## Exercise objective
As you look over the data below, please find each line where the word "ServerLifecycle" appears, then copy it.

## Materials provided
>>>

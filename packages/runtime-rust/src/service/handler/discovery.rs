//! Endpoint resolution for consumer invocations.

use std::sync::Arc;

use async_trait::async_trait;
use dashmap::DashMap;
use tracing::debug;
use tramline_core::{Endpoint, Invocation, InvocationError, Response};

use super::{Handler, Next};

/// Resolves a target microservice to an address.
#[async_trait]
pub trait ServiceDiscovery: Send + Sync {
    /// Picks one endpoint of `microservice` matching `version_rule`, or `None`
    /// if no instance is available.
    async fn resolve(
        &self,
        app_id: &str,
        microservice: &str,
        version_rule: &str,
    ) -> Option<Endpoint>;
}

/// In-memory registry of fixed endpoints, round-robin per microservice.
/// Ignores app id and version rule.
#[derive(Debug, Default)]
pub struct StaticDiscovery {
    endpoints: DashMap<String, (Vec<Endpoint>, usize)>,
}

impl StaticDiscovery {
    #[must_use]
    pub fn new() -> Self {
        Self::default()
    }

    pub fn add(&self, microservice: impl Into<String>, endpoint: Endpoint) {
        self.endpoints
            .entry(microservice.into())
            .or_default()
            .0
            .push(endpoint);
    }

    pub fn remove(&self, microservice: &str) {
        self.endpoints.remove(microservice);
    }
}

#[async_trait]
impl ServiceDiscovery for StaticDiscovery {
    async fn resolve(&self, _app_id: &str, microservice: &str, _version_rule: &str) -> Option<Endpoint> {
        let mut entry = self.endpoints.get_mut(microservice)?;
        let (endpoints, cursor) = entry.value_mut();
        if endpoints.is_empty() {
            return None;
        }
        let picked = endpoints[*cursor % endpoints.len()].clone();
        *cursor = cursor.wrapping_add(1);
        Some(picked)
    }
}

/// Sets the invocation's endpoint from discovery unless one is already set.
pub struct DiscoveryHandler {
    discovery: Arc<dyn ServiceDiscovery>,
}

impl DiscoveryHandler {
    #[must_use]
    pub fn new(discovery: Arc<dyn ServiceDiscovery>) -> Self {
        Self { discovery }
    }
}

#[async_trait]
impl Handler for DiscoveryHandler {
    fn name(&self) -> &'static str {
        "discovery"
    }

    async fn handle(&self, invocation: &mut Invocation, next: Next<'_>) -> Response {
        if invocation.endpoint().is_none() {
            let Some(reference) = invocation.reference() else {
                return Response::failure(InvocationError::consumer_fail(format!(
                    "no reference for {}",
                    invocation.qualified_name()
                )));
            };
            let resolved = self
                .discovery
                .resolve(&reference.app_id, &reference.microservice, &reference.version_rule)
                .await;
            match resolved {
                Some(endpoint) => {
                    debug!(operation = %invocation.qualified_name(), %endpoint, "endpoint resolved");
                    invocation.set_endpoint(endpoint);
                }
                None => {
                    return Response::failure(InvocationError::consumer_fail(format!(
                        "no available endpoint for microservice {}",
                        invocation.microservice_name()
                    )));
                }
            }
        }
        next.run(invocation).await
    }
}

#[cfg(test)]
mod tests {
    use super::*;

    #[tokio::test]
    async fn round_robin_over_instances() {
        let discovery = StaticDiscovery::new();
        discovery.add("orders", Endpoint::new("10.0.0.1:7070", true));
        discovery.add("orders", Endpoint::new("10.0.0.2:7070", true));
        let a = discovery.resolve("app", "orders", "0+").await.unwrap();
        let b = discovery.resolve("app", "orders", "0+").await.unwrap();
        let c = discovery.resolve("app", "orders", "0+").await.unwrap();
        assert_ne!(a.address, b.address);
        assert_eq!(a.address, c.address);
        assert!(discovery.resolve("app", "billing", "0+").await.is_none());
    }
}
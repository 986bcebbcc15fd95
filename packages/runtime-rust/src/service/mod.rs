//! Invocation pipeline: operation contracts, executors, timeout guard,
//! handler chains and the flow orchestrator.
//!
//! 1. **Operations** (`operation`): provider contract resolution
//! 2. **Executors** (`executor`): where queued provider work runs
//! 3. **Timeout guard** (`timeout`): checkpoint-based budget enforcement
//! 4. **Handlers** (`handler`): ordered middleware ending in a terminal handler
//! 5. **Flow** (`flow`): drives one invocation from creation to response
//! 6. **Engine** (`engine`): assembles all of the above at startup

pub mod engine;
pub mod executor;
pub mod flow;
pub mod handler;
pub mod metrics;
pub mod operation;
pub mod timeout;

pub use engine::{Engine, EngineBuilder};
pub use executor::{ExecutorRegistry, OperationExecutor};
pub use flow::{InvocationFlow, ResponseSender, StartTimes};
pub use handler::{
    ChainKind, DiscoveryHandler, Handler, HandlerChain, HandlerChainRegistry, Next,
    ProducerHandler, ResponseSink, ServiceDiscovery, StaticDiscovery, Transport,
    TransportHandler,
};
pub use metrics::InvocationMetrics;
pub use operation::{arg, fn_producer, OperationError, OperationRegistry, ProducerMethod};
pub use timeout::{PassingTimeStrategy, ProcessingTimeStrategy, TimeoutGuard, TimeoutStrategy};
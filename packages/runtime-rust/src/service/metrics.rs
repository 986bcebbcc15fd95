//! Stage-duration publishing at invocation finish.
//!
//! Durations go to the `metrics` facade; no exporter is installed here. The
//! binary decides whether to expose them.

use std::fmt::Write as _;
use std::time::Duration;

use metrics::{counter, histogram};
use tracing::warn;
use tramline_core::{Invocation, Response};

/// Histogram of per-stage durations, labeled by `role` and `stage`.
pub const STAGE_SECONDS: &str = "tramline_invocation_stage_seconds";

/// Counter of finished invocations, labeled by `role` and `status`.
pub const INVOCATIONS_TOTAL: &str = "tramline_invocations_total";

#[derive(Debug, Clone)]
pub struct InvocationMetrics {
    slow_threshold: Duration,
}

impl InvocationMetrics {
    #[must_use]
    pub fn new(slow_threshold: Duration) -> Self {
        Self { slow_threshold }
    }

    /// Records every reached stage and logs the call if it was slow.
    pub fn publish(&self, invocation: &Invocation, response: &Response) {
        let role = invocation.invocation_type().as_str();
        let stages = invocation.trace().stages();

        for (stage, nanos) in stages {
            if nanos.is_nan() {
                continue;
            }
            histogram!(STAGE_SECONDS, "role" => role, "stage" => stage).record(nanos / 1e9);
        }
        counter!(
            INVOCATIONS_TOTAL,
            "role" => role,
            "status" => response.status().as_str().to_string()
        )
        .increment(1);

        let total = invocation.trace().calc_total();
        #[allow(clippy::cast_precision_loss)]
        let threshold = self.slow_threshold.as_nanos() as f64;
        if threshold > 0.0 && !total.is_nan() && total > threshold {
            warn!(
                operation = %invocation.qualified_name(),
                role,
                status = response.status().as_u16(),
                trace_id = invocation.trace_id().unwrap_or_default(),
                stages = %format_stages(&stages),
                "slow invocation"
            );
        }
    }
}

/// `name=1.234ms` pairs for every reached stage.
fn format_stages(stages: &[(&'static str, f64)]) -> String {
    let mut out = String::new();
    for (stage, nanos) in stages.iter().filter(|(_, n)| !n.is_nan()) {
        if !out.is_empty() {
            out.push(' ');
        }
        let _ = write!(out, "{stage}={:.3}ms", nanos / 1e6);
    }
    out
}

<<<
>>>

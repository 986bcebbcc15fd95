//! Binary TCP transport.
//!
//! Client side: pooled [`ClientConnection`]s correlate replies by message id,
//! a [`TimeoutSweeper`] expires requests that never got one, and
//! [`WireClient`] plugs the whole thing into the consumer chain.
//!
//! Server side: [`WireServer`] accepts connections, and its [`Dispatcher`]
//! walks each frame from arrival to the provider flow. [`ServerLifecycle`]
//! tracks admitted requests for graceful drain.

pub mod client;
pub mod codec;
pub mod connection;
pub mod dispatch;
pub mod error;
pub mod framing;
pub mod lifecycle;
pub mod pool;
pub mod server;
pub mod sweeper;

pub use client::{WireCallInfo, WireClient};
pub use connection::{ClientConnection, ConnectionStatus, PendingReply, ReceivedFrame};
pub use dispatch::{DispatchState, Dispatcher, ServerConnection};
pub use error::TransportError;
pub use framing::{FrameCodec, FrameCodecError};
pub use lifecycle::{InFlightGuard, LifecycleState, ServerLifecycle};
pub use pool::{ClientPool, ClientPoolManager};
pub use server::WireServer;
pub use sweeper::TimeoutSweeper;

<<<
>>>

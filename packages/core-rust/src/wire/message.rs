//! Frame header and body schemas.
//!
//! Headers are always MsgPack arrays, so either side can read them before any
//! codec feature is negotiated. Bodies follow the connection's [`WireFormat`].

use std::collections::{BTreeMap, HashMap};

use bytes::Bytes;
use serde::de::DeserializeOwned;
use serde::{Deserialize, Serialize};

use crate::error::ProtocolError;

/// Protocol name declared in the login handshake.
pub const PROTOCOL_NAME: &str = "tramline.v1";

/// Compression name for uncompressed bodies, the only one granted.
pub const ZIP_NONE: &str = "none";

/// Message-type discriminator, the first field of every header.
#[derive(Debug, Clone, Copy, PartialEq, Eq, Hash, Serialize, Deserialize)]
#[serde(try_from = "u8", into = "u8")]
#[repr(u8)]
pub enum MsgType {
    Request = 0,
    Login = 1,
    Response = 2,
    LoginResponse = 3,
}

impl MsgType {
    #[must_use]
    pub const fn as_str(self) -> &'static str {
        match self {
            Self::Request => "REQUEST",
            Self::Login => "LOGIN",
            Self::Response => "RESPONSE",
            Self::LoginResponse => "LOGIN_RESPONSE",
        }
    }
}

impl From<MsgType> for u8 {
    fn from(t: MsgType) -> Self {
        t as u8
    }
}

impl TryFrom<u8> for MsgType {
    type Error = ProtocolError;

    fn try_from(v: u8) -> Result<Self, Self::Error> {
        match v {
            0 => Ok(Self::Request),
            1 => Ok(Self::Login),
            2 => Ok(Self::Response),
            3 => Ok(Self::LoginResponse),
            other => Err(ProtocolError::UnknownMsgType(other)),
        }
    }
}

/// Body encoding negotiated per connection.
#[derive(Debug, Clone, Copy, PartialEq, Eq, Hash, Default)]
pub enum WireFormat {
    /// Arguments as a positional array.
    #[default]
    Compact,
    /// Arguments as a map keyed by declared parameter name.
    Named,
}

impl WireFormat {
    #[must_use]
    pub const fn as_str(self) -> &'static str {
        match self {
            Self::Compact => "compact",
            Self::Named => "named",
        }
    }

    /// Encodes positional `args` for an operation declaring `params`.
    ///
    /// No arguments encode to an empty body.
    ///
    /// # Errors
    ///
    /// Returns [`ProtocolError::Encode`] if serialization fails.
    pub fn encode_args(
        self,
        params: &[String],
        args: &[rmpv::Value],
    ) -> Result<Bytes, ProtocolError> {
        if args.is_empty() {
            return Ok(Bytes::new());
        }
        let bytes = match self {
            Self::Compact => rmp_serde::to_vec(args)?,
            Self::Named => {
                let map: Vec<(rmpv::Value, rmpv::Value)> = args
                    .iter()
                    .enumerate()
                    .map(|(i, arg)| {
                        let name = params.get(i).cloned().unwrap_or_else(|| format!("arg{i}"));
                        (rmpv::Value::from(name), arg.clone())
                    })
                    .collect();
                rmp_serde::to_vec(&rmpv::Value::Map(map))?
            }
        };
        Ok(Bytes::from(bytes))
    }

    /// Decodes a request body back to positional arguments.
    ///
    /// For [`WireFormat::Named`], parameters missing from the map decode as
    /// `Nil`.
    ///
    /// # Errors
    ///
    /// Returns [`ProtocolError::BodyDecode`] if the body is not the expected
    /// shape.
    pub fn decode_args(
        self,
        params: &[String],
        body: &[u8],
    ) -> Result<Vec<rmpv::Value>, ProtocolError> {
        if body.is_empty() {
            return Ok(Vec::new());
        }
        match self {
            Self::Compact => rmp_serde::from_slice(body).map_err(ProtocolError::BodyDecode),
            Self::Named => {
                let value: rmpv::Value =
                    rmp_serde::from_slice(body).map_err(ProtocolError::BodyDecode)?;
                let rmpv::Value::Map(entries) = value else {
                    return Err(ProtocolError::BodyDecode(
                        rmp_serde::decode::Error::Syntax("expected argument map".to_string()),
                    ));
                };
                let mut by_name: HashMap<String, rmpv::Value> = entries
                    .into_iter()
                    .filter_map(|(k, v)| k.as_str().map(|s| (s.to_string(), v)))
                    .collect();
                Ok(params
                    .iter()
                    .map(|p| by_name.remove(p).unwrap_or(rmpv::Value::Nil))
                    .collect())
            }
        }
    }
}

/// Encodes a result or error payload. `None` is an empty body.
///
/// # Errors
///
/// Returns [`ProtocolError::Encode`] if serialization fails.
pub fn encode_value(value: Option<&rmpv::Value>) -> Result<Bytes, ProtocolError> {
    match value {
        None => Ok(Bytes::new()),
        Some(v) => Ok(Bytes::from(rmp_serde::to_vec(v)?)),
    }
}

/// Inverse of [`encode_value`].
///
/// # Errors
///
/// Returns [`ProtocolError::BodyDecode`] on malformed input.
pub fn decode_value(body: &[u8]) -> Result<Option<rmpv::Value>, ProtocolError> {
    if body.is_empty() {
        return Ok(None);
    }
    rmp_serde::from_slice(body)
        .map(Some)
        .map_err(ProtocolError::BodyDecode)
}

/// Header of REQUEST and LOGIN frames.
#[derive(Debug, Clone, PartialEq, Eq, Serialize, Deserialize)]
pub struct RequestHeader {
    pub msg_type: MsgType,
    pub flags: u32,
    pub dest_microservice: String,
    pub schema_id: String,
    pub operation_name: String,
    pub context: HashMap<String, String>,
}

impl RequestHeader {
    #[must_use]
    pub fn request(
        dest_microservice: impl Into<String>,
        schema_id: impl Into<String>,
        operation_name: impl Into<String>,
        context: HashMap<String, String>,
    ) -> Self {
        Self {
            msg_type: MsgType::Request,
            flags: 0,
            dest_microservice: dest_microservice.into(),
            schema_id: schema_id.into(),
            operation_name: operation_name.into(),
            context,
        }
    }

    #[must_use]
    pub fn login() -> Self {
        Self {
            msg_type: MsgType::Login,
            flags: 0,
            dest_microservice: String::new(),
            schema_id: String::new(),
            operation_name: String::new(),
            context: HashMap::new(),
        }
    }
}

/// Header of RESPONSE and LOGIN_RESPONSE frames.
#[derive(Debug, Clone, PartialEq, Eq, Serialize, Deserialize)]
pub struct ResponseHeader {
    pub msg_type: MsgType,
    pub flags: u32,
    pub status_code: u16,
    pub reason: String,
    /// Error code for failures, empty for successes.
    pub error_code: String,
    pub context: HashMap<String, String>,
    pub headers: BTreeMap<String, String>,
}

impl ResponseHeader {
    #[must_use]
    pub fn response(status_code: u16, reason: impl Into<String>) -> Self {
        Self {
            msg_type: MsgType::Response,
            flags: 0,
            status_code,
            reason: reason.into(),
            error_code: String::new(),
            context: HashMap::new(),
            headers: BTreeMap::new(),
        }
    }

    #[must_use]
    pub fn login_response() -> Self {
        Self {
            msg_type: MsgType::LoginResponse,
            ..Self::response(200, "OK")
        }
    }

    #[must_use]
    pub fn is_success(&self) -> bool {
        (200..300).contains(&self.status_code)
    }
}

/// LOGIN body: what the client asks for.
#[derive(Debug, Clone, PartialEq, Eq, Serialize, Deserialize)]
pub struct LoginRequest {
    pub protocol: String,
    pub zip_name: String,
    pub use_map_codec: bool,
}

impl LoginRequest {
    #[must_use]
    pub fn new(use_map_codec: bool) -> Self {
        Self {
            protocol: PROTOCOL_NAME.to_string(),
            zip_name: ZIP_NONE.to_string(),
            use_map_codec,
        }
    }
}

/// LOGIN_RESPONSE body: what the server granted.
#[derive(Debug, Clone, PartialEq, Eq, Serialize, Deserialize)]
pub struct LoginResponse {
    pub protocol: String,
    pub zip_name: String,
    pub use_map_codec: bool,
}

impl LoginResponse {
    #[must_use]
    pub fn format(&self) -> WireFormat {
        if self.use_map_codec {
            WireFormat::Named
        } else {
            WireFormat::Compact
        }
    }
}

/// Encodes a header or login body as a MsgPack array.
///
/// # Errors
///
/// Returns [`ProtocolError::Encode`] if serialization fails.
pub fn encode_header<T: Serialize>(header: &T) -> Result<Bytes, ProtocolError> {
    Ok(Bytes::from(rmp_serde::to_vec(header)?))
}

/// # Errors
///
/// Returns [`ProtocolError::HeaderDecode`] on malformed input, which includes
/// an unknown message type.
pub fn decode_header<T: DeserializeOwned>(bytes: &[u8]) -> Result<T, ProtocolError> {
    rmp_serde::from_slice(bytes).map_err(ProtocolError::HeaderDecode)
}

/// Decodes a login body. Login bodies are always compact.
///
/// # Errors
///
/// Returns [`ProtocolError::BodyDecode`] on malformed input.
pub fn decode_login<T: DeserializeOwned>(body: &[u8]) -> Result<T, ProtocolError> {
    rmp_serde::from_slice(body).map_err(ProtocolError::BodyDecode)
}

<<<

## Task result
//! walks each frame from arrival to the provider flow. [`ServerLifecycle`]
pub use lifecycle::{InFlightGuard, LifecycleState, ServerLifecycle};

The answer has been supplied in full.